The new policy will go into effect July 31 and will apply to all Hilton brands in the US and Canada.
Some observers have suggested that the new policies are aimed preventing people from using shopping tools such as TripBam, which monitors hotel rates and cancels and rebooks reservations when it finds a lower rate.
But Steve Reynolds, chief executive officer of TripBam, discounted that theory.
He noted that TripBam already has a mechanism for stopping searches in time to avoid penalties. “It doesn’t have a big impact on us,” he said.
Reynolds also thinks some people are overreacting to the Marriott and Hilton moves.
Many corporations have negotiated rates that have same-day cancellation clauses, he said.
Hotels that do high-volume business with large corporations will not be inclined to rock that boat. “What are they going to do, tell IBM they have to pay a cancellation fee? I don’t think so,” he said.

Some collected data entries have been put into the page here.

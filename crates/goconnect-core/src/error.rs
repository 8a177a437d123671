//! Core errors

use thiserror::Error;

/// Core errors
#[derive(Debug, Error)]
pub enum CoreError {
    /// Configuration error
    #[error("configuration error: {0}")]
    Config(String),

    /// IO error
    #[error("IO error: {0}")]
    Io(#[from] std::io::Error),

    /// Identity error
    #[error(transparent)]
    Identity(#[from] goconnect_identity::IdentityError),

    /// Network error
    #[error(transparent)]
    Network(#[from] goconnect_network::NetworkError),

    /// Forwarder tasks did not finish within the shutdown timeout
    #[error("shutdown deadline exceeded")]
    ShutdownTimeout,

    /// Operation requires a running agent
    #[error("agent is not running")]
    NotRunning,
}

/// Result type for core operations
pub type CoreResult<T> = Result<T, CoreError>;
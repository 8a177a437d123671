//! GOConnect Network Layer
//!
//! Provides the agent's network primitives:
//! - Virtual TUN interface for overlay traffic
//! - Encrypted QUIC transport with peer lifecycle
//! - STUN probing for reflexive-address discovery
//! - Peer liveness registry

pub mod endpoint;
pub mod error;
pub mod frame;
pub mod peers;
pub mod quic;
pub mod stun;
pub mod tun;

pub use endpoint::{EndpointCallback, EndpointObservation};
pub use error::{NetworkError, NetworkResult};
pub use frame::{encode_frame, FrameDecoder, MAX_FRAME_BYTES};
pub use peers::{Peer, PeerRegistry};
pub use quic::{PacketTransport, QuicManager, QuicManagerConfig, TransportState, ALPN};
pub use tun::{create_device, Device, StubDevice, DEFAULT_MTU, INTERFACE_NAME};
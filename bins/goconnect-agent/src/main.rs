//! GOConnect agent
//!
//! Long-lived process that owns the virtual interface, keeps encrypted
//! sessions to peers and forwards overlay traffic between them.

use std::path::PathBuf;
use std::sync::Arc;

use anyhow::{Context, Result};
use clap::{Parser, Subcommand};
use tracing::{info, Level};
use tracing_subscriber::FmtSubscriber;

use goconnect_core::{Agent, Settings};
use goconnect_identity::IdentityStore;
use goconnect_network::stun::probe_first;
use goconnect_network::tun::{create_device, StubDevice};

/// GOConnect - peer-to-peer overlay networking agent
#[derive(Parser)]
#[command(name = "goconnect-agent")]
#[command(author, version, about, long_about = None)]
struct Cli {
    /// Config file path
    #[arg(short, long, default_value = "~/.goconnect/config.toml")]
    config: PathBuf,

    /// Log level
    #[arg(short, long, default_value = "info")]
    log_level: String,

    #[command(subcommand)]
    command: Commands,
}

#[derive(Subcommand)]
enum Commands {
    /// Run the agent in the foreground
    Start {
        /// Use the stub interface even where a TUN driver exists
        #[arg(long)]
        stub_interface: bool,
    },

    /// Probe the configured STUN servers and print the public endpoint
    Stun {
        /// Query this server instead of the configured list
        server: Option<String>,
    },

    /// Create or refresh the agent identity
    Init,

    /// Show the effective configuration
    Config,
}

#[tokio::main]
async fn main() -> Result<()> {
    let cli = Cli::parse();

    let log_level = match cli.log_level.to_lowercase().as_str() {
        "trace" => Level::TRACE,
        "debug" => Level::DEBUG,
        "info" => Level::INFO,
        "warn" => Level::WARN,
        "error" => Level::ERROR,
        _ => Level::INFO,
    };
    let subscriber = FmtSubscriber::builder()
        .with_max_level(log_level)
        .with_target(false)
        .compact()
        .finish();
    tracing::subscriber::set_global_default(subscriber)
        .context("Failed to set tracing subscriber")?;

    let config_path = expand_path(&cli.config)?;

    match cli.command {
        Commands::Start { stub_interface } => cmd_start(config_path, stub_interface).await,
        Commands::Stun { server } => cmd_stun(config_path, server).await,
        Commands::Init => cmd_init(config_path).await,
        Commands::Config => cmd_config(config_path).await,
    }
}

async fn cmd_start(config_path: PathBuf, stub_interface: bool) -> Result<()> {
    let mut settings = Settings::load_or_create(&config_path).await?;
    settings.secrets_dir = resolve_secrets_dir(&config_path, &settings);
    settings.validate()?;

    let device = if stub_interface {
        Arc::new(StubDevice::new()) as Arc<dyn goconnect_network::tun::Device>
    } else {
        create_device(settings.mtu)
    };

    let agent = Agent::new(settings, device);
    agent.set_endpoint_callback(Arc::new(|endpoint: &str| {
        if endpoint.is_empty() {
            info!("public endpoint lost");
        } else {
            info!("public endpoint {}", endpoint);
        }
    }));

    agent.start().await.context("agent start failed")?;
    info!("agent running, ctrl-c to stop");

    tokio::signal::ctrl_c().await?;
    info!("shutting down...");
    agent.stop().await?;
    Ok(())
}

async fn cmd_stun(config_path: PathBuf, server: Option<String>) -> Result<()> {
    let servers = match server {
        Some(server) => vec![server],
        None => Settings::load_or_create(&config_path).await?.stun_servers,
    };

    let endpoint = probe_first(&servers).await?;
    println!("{endpoint}");
    Ok(())
}

async fn cmd_init(config_path: PathBuf) -> Result<()> {
    let settings = Settings::load_or_create(&config_path).await?;
    let secrets_dir = resolve_secrets_dir(&config_path, &settings);

    let identity = IdentityStore::new(&secrets_dir).load_or_create()?;
    println!("identity ready under {}", secrets_dir.display());
    println!("ca:\n{}", identity.ca_pem());
    Ok(())
}

async fn cmd_config(config_path: PathBuf) -> Result<()> {
    let settings = Settings::load_or_create(&config_path).await?;
    println!("{}", toml::to_string_pretty(&settings)?);
    Ok(())
}

fn resolve_secrets_dir(config_path: &PathBuf, settings: &Settings) -> PathBuf {
    if settings.secrets_dir.is_absolute() {
        settings.secrets_dir.clone()
    } else {
        config_path
            .parent()
            .map(|dir| dir.join(&settings.secrets_dir))
            .unwrap_or_else(|| settings.secrets_dir.clone())
    }
}

fn expand_path(path: &PathBuf) -> Result<PathBuf> {
    let path_str = path.to_string_lossy();
    if let Some(rest) = path_str.strip_prefix("~/") {
        let home = directories::BaseDirs::new()
            .context("Failed to get home directory")?
            .home_dir()
            .to_path_buf();
        Ok(home.join(rest))
    } else {
        Ok(path.clone())
    }
}
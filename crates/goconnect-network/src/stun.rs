//! STUN reflexive-address probing
//!
//! Implements the classic RFC 5389 binding request used to learn the
//! agent's public `ip:port` behind NAT. IPv4 and XOR-MAPPED-ADDRESS only;
//! anything else in the response is skipped.

use std::net::Ipv4Addr;
use std::time::Duration;

use tokio::net::UdpSocket;
use tokio::time::timeout;
use tracing::{debug, trace};

use crate::error::{NetworkError, NetworkResult};

/// STUN message types (RFC 5389)
const STUN_BINDING_REQUEST: u16 = 0x0001;
const STUN_BINDING_RESPONSE: u16 = 0x0101;

/// XOR-MAPPED-ADDRESS attribute
const ATTR_XOR_MAPPED_ADDRESS: u16 = 0x0020;

/// STUN magic cookie (RFC 5389)
const MAGIC_COOKIE: u32 = 0x2112A442;

/// Per-server query timeout.
pub const STUN_QUERY_TIMEOUT: Duration = Duration::from_secs(3);

/// Interval between probe rounds.
pub const STUN_PROBE_INTERVAL: Duration = Duration::from_secs(45);

/// Build a 20-byte binding request, returning it with its transaction id.
pub fn build_binding_request() -> NetworkResult<([u8; 20], [u8; 12])> {
    let mut txid = [0u8; 12];
    getrandom::getrandom(&mut txid).map_err(|e| NetworkError::Protocol(e.to_string()))?;

    let mut packet = [0u8; 20];
    packet[0..2].copy_from_slice(&STUN_BINDING_REQUEST.to_be_bytes());
    // message length stays zero: no attributes
    packet[4..8].copy_from_slice(&MAGIC_COOKIE.to_be_bytes());
    packet[8..20].copy_from_slice(&txid);
    Ok((packet, txid))
}

/// Parse a binding response and extract the reflexive `ip:port`.
///
/// Rejects anything that is not a success response for our transaction.
pub fn parse_binding_response(resp: &[u8], expected_txid: &[u8; 12]) -> NetworkResult<String> {
    if resp.len() < 20 {
        return Err(NetworkError::Protocol("short STUN response".into()));
    }

    let msg_type = u16::from_be_bytes([resp[0], resp[1]]);
    if msg_type != STUN_BINDING_RESPONSE {
        return Err(NetworkError::Protocol(format!(
            "unexpected STUN message type 0x{msg_type:04x}"
        )));
    }
    if &resp[8..20] != expected_txid {
        return Err(NetworkError::Protocol("transaction id mismatch".into()));
    }

    let msg_len = u16::from_be_bytes([resp[2], resp[3]]) as usize;
    let attrs = &resp[20..resp.len().min(20 + msg_len)];

    let mut offset = 0usize;
    while offset + 4 <= attrs.len() {
        let attr_type = u16::from_be_bytes([attrs[offset], attrs[offset + 1]]);
        let attr_len = u16::from_be_bytes([attrs[offset + 2], attrs[offset + 3]]) as usize;
        offset += 4;
        if offset + attr_len > attrs.len() {
            break;
        }
        let value = &attrs[offset..offset + attr_len];
        // attributes are padded to 4-byte boundaries
        offset += (attr_len + 3) & !3;

        if attr_type != ATTR_XOR_MAPPED_ADDRESS || value.len() < 8 {
            continue;
        }
        if value[1] != 0x01 {
            // IPv4 family only
            continue;
        }

        let port = u16::from_be_bytes([value[2], value[3]]) ^ (MAGIC_COOKIE >> 16) as u16;
        let raw_ip = u32::from_be_bytes([value[4], value[5], value[6], value[7]]) ^ MAGIC_COOKIE;
        let ip = Ipv4Addr::from(raw_ip);
        return Ok(format!("{ip}:{port}"));
    }

    Err(NetworkError::Protocol("no XOR-MAPPED-ADDRESS".into()))
}

/// Query a single server for our public endpoint.
///
/// Uses a transient socket so probing never disturbs the transport's own
/// UDP binding.
pub async fn query_public_endpoint(server: &str) -> NetworkResult<String> {
    let socket = UdpSocket::bind("0.0.0.0:0").await?;
    timeout(STUN_QUERY_TIMEOUT, socket.connect(server))
        .await
        .map_err(|_| NetworkError::StunTimeout)??;

    let (request, txid) = build_binding_request()?;
    socket.send(&request).await?;
    trace!("sent STUN binding request to {}", server);

    let mut buf = [0u8; 512];
    let n = timeout(STUN_QUERY_TIMEOUT, socket.recv(&mut buf))
        .await
        .map_err(|_| NetworkError::StunTimeout)??;

    parse_binding_response(&buf[..n], &txid)
}

/// Try servers in order; first success wins.
pub async fn probe_first(servers: &[String]) -> NetworkResult<String> {
    let mut first_err = None;
    for server in servers {
        if server.is_empty() {
            continue;
        }
        match query_public_endpoint(server).await {
            Ok(endpoint) => {
                debug!("STUN {} reports public endpoint {}", server, endpoint);
                return Ok(endpoint);
            }
            Err(e) => {
                debug!("STUN {} failed: {}", server, e);
                first_err.get_or_insert(e);
            }
        }
    }
    Err(first_err.unwrap_or_else(|| NetworkError::Config("no STUN servers configured".into())))
}

/// Build a success response for tests and mock servers.
#[cfg(test)]
pub(crate) fn build_binding_response(txid: &[u8; 12], ip: Ipv4Addr, port: u16) -> Vec<u8> {
    let mut resp = Vec::with_capacity(32);
    resp.extend_from_slice(&STUN_BINDING_RESPONSE.to_be_bytes());
    resp.extend_from_slice(&12u16.to_be_bytes());
    resp.extend_from_slice(&MAGIC_COOKIE.to_be_bytes());
    resp.extend_from_slice(txid);

    resp.extend_from_slice(&ATTR_XOR_MAPPED_ADDRESS.to_be_bytes());
    resp.extend_from_slice(&8u16.to_be_bytes());
    resp.push(0x00);
    resp.push(0x01);
    let xport = port ^ (MAGIC_COOKIE >> 16) as u16;
    resp.extend_from_slice(&xport.to_be_bytes());
    let xip = u32::from(ip) ^ MAGIC_COOKIE;
    resp.extend_from_slice(&xip.to_be_bytes());
    resp
}
//! Effective policy computation
//!
//! Per-network settings and per-member preferences merge into the policy
//! the agent enforces locally. The merge is pure and deterministic: a
//! capability is on when the network allows it (directly or via
//! `allow_all`) and the member has not opted out. Encryption is the
//! exception: it is taken verbatim from the network settings.
//!
//! The controller computes and serves these; the agent only consumes them.

use serde::{Deserialize, Serialize};

/// Per-network capability switches set by the network owner.
#[derive(Debug, Clone, Default, Serialize, Deserialize)]
pub struct NetworkSettings {
    pub allow_all: bool,
    pub allow_file_share: bool,
    pub allow_service_discovery: bool,
    pub allow_peer_ping: bool,
    pub allow_quic_direct: bool,
    pub allow_relay_fallback: bool,
    pub allow_broadcast: bool,
    pub allow_ipv6: bool,
    pub require_encryption: bool,
}

/// Per-member opt-ins within a network.
#[derive(Debug, Clone, Default, Serialize, Deserialize)]
pub struct MembershipPreferences {
    pub local_share_enabled: bool,
    pub advertise_services: bool,
    pub allow_incoming_p2p: bool,
}

/// The policy the agent enforces locally.
#[derive(Debug, Clone, Default, PartialEq, Eq, Serialize, Deserialize)]
pub struct EffectivePolicy {
    pub file_share: bool,
    pub service_discovery: bool,
    pub peer_ping: bool,
    pub quic_direct: bool,
    pub relay_fallback: bool,
    pub broadcast: bool,
    pub ipv6: bool,
    pub encryption_required: bool,
}

impl EffectivePolicy {
    /// Merge network settings with member preferences.
    pub fn compute(ns: &NetworkSettings, mp: &MembershipPreferences) -> Self {
        let network_on = |flag: bool| ns.allow_all || flag;
        Self {
            file_share: network_on(ns.allow_file_share) && mp.local_share_enabled,
            service_discovery: network_on(ns.allow_service_discovery) && mp.advertise_services,
            peer_ping: network_on(ns.allow_peer_ping),
            quic_direct: network_on(ns.allow_quic_direct) && mp.allow_incoming_p2p,
            relay_fallback: network_on(ns.allow_relay_fallback),
            broadcast: network_on(ns.allow_broadcast),
            ipv6: network_on(ns.allow_ipv6),
            encryption_required: ns.require_encryption,
        }
    }
}

/// Result of the controller join handshake, consumed once per joined
/// network at startup.
#[derive(Debug, Clone, Serialize, Deserialize)]
pub struct JoinResponse {
    pub node_id: String,
    pub overlay_cidr: String,
}

#[cfg(test)]
mod tests {
    use super::*;

    #[test]
    fn test_allow_all_overrides_network_flags() {
        let ns = NetworkSettings {
            allow_all: true,
            ..Default::default()
        };
        let mp = MembershipPreferences {
            local_share_enabled: true,
            advertise_services: true,
            allow_incoming_p2p: true,
        };

        let policy = EffectivePolicy::compute(&ns, &mp);
        assert!(policy.file_share);
        assert!(policy.service_discovery);
        assert!(policy.peer_ping);
        assert!(policy.quic_direct);
        assert!(policy.relay_fallback);
        assert!(policy.broadcast);
        assert!(policy.ipv6);
    }

    #[test]
    fn test_member_opt_out_wins() {
        let ns = NetworkSettings {
            allow_all: true,
            ..Default::default()
        };
        let mp = MembershipPreferences::default();

        let policy = EffectivePolicy::compute(&ns, &mp);
        assert!(!policy.file_share, "member did not enable sharing");
        assert!(!policy.service_discovery);
        assert!(!policy.quic_direct);
        // flags without a member preference stay network-controlled
        assert!(policy.peer_ping);
        assert!(policy.broadcast);
    }

    #[test]
    fn test_network_flag_gates_member_preference() {
        let ns = NetworkSettings::default();
        let mp = MembershipPreferences {
            local_share_enabled: true,
            advertise_services: true,
            allow_incoming_p2p: true,
        };

        let policy = EffectivePolicy::compute(&ns, &mp);
        assert_eq!(policy, EffectivePolicy::default());
    }

    #[test]
    fn test_encryption_taken_verbatim() {
        let ns = NetworkSettings {
            require_encryption: true,
            ..Default::default()
        };
        let policy = EffectivePolicy::compute(&ns, &MembershipPreferences::default());
        assert!(policy.encryption_required);

        let ns = NetworkSettings {
            allow_all: true,
            require_encryption: false,
            ..Default::default()
        };
        let policy = EffectivePolicy::compute(&ns, &MembershipPreferences::default());
        assert!(!policy.encryption_required, "allow_all must not force encryption");
    }
}
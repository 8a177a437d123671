//! Packet forwarder
//!
//! Pumps packets between the virtual interface and the transport through
//! two bounded queues with drop-newest backpressure:
//!
//! ```text
//!   interface --read--> [helper] --> t2x --> send_packet --> transport
//!   transport --recv--> [helper] --> x2t --> write        --> interface
//! ```
//!
//! Dedicated helper tasks keep the blocking reads off the queue producers;
//! a full queue drops the newest packet and accounts it. Counters are
//! atomic so stats snapshots never take a lock.

use std::sync::atomic::{AtomicI64, AtomicU64, Ordering};
use std::sync::Arc;
use std::time::{Duration, SystemTime, UNIX_EPOCH};

use bytes::Bytes;
use tokio::sync::mpsc;
use tokio::task::JoinHandle;
use tokio::time::{sleep, timeout};
use tokio_util::sync::CancellationToken;
use tracing::{debug, warn};

use goconnect_network::{tun::Device, NetworkError, PacketTransport};

use crate::error::{CoreError, CoreResult};

/// Per-packet bound on transport sends.
const SEND_BOUND: Duration = Duration::from_secs(2);

/// Pause after an empty or failed interface read.
const IDLE_READ_DELAY: Duration = Duration::from_millis(10);

/// Forwarder knobs for backpressure and shutdown.
#[derive(Debug, Clone)]
pub struct ForwarderConfig {
    /// Capacity of each direction's queue.
    pub buffer_packets: usize,
    /// Reusable read buffer size; also the largest packet accepted.
    pub max_frame_bytes: usize,
    /// How long `stop` waits for the tasks to finish.
    pub shutdown_timeout: Duration,
}

impl Default for ForwarderConfig {
    fn default() -> Self {
        Self {
            buffer_packets: 256,
            max_frame_bytes: 65535,
            shutdown_timeout: Duration::from_secs(3),
        }
    }
}

/// Monotonic forwarding counters plus the last interface write error.
#[derive(Debug, Clone, Copy, Default, PartialEq, Eq)]
pub struct ForwarderStats {
    pub forwarded_t2x: u64,
    pub dropped_t2x: u64,
    pub forwarded_x2t: u64,
    pub dropped_x2t: u64,
    pub last_err_unix: i64,
}

#[derive(Default)]
struct Counters {
    forwarded_t2x: AtomicU64,
    dropped_t2x: AtomicU64,
    forwarded_x2t: AtomicU64,
    dropped_x2t: AtomicU64,
    last_err_unix: AtomicI64,
}

/// Connects a virtual interface and a transport with bounded buffering.
///
/// Holds non-owning references to both; the owner tears them down after
/// `stop` returns.
pub struct Forwarder {
    device: Arc<dyn Device>,
    transport: Arc<dyn PacketTransport>,
    config: ForwarderConfig,
    cancel: CancellationToken,
    counters: Arc<Counters>,
    tasks: std::sync::Mutex<Vec<JoinHandle<()>>>,
}

impl Forwarder {
    /// Create a forwarder whose tasks stop when `cancel` fires.
    pub fn new(
        device: Arc<dyn Device>,
        transport: Arc<dyn PacketTransport>,
        config: ForwarderConfig,
        cancel: CancellationToken,
    ) -> Self {
        Self {
            device,
            transport,
            config,
            cancel,
            counters: Arc::new(Counters::default()),
            tasks: std::sync::Mutex::new(Vec::new()),
        }
    }

    /// Launch the pump tasks.
    pub fn start(&self) {
        let buffer = self.config.buffer_packets;
        let (t2x_tx, t2x_rx) = mpsc::channel::<Bytes>(buffer);
        let (x2t_tx, x2t_rx) = mpsc::channel::<Bytes>(buffer);

        let mut tasks = self.tasks.lock().unwrap();

        // Interface reader: blocking reads decoupled through a helper
        // channel so a full t2x queue never stalls the device.
        let (iface_tx, iface_rx) = mpsc::channel::<Bytes>(buffer);
        tasks.push(tokio::spawn(interface_reader(
            self.device.clone(),
            self.config.max_frame_bytes,
            iface_tx,
            self.cancel.clone(),
        )));
        tasks.push(tokio::spawn(queue_producer(
            iface_rx,
            t2x_tx,
            self.counters.clone(),
            Direction::T2x,
            self.cancel.clone(),
        )));

        // Transport reader, symmetric to the interface side.
        let (tr_tx, tr_rx) = mpsc::channel::<Bytes>(buffer);
        tasks.push(tokio::spawn(transport_reader(
            self.transport.clone(),
            tr_tx,
            self.cancel.clone(),
        )));
        tasks.push(tokio::spawn(queue_producer(
            tr_rx,
            x2t_tx,
            self.counters.clone(),
            Direction::X2t,
            self.cancel.clone(),
        )));

        tasks.push(tokio::spawn(transport_writer(
            self.transport.clone(),
            t2x_rx,
            self.cancel.clone(),
        )));
        tasks.push(tokio::spawn(interface_writer(
            self.device.clone(),
            x2t_rx,
            self.counters.clone(),
            self.cancel.clone(),
        )));
    }

    /// Stop the pumps: cancel, break blocking reads by taking the
    /// interface down, then wait up to the shutdown timeout.
    ///
    /// On timeout the tasks may still be live, but every externally
    /// visible resource is already released.
    pub async fn stop(&self) -> CoreResult<()> {
        self.cancel.cancel();
        // Last-resort unblock for reads parked inside the device. This is
        // the single sanctioned touch of the interface from the forwarder.
        let _ = self.device.down().await;

        let handles: Vec<_> = self.tasks.lock().unwrap().drain(..).collect();
        let join_all = async {
            for handle in handles {
                let _ = handle.await;
            }
        };

        match timeout(self.config.shutdown_timeout, join_all).await {
            Ok(()) => Ok(()),
            Err(_) => {
                warn!("forwarder event=shutdown_timeout");
                Err(CoreError::ShutdownTimeout)
            }
        }
    }

    /// Atomic snapshot of the counters.
    pub fn stats(&self) -> ForwarderStats {
        ForwarderStats {
            forwarded_t2x: self.counters.forwarded_t2x.load(Ordering::Relaxed),
            dropped_t2x: self.counters.dropped_t2x.load(Ordering::Relaxed),
            forwarded_x2t: self.counters.forwarded_x2t.load(Ordering::Relaxed),
            dropped_x2t: self.counters.dropped_x2t.load(Ordering::Relaxed),
            last_err_unix: self.counters.last_err_unix.load(Ordering::Relaxed),
        }
    }
}

#[derive(Clone, Copy)]
enum Direction {
    T2x,
    X2t,
}

impl Direction {
    fn as_str(self) -> &'static str {
        match self {
            Direction::T2x => "t2x",
            Direction::X2t => "x2t",
        }
    }
}

/// Blocking interface reads into a reusable buffer; each non-empty read
/// is copied out and offered to the helper channel without blocking.
async fn interface_reader(
    device: Arc<dyn Device>,
    max_frame_bytes: usize,
    helper: mpsc::Sender<Bytes>,
    cancel: CancellationToken,
) {
    let mut buf = vec![0u8; max_frame_bytes];
    loop {
        let read = tokio::select! {
            _ = cancel.cancelled() => return,
            read = device.read(&mut buf) => read,
        };
        match read {
            Ok(0) | Err(_) => {
                tokio::select! {
                    _ = cancel.cancelled() => return,
                    _ = sleep(IDLE_READ_DELAY) => {}
                }
            }
            Ok(n) => {
                let packet = Bytes::copy_from_slice(&buf[..n]);
                // helper full: drop here, the queue producer accounts
                let _ = helper.try_send(packet);
            }
        }
    }
}

/// Transport receives into the helper channel, symmetric to the
/// interface reader.
async fn transport_reader(
    transport: Arc<dyn PacketTransport>,
    helper: mpsc::Sender<Bytes>,
    cancel: CancellationToken,
) {
    loop {
        let received = tokio::select! {
            _ = cancel.cancelled() => return,
            received = transport.recv_packet() => received,
        };
        match received {
            Ok(packet) if !packet.is_empty() => {
                let _ = helper.try_send(packet);
            }
            Ok(_) | Err(_) => {
                tokio::select! {
                    _ = cancel.cancelled() => return,
                    _ = sleep(IDLE_READ_DELAY) => {}
                }
            }
        }
    }
}

/// Drain the helper channel into the bounded queue, accounting forwarded
/// and dropped packets at this boundary.
async fn queue_producer(
    mut helper: mpsc::Receiver<Bytes>,
    queue: mpsc::Sender<Bytes>,
    counters: Arc<Counters>,
    direction: Direction,
    cancel: CancellationToken,
) {
    loop {
        let packet = tokio::select! {
            _ = cancel.cancelled() => return,
            packet = helper.recv() => match packet {
                Some(packet) => packet,
                None => return,
            },
        };

        let (forwarded, dropped) = match direction {
            Direction::T2x => (&counters.forwarded_t2x, &counters.dropped_t2x),
            Direction::X2t => (&counters.forwarded_x2t, &counters.dropped_x2t),
        };

        match queue.try_send(packet) {
            Ok(()) => {
                forwarded.fetch_add(1, Ordering::Relaxed);
            }
            Err(mpsc::error::TrySendError::Full(packet)) => {
                dropped.fetch_add(1, Ordering::Relaxed);
                debug!(
                    "forwarder dir={} event=drop len={}",
                    direction.as_str(),
                    packet.len()
                );
            }
            Err(mpsc::error::TrySendError::Closed(_)) => return,
        }
    }
}

/// Drain t2x into the transport with a per-packet send bound; a slow
/// send drops that packet and the writer moves on.
async fn transport_writer(
    transport: Arc<dyn PacketTransport>,
    mut queue: mpsc::Receiver<Bytes>,
    cancel: CancellationToken,
) {
    loop {
        let packet = tokio::select! {
            _ = cancel.cancelled() => return,
            packet = queue.recv() => match packet {
                Some(packet) => packet,
                None => return,
            },
        };

        let len = packet.len();
        match timeout(SEND_BOUND, transport.send_packet(packet)).await {
            Ok(Ok(())) => {}
            Ok(Err(NetworkError::NotStarted)) | Ok(Err(NetworkError::Stopped)) => {
                debug!("forwarder dir=t2x event=send_unavailable len={}", len);
            }
            Ok(Err(e)) => {
                debug!("forwarder dir=t2x event=send_err len={} err={}", len, e);
            }
            Err(_) => {
                debug!("forwarder dir=t2x event=send_timeout len={}", len);
            }
        }
    }
}
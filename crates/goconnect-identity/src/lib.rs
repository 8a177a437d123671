//! GOConnect Identity Layer
//!
//! Owns the agent's long-lived cryptographic identity:
//! - A self-signed ECDSA P-256 signing CA (10 year validity)
//! - A host leaf certificate signed by that CA (1 year validity)
//! - The trust anchor pool used by both sides of the QUIC handshake
//!
//! Identity material is persisted under a secrets directory with owner-only
//! permissions on key files and reloaded verbatim on subsequent starts.

pub mod error;
pub mod identity;
pub mod trust;

pub use error::{IdentityError, IdentityResult};
pub use identity::{Identity, IdentityStore, TLS_SERVER_NAME};
pub use trust::{build_trust_pool, TrustPool};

Reynolds said TripBam analyzed its data gleaned from 6 million reservations made by 1,500 companies to determine the potential effect of the new policy.
It found that on average, corporate travelers cancel or change 4.9% of reservations within 48-hours or check-in.
If each of these resulted in a cancellation penalty, the average cost would be $179 per occurrence.
In the relative scheme of things, “that’s not a lot,” he said. And a quick call to the company’s Marriott or Hilton rep could resolve the issue.
The leisure traveler, who may not pay attention to the “fine print” of a hotel stay, is more at risk of having to pay the penalty,” Reynolds said.
The real danger is that the 48-hour window will become a 72-hour window at some point down the road. “If that happens” – and he thinks it will in about three years – “it’s game on.”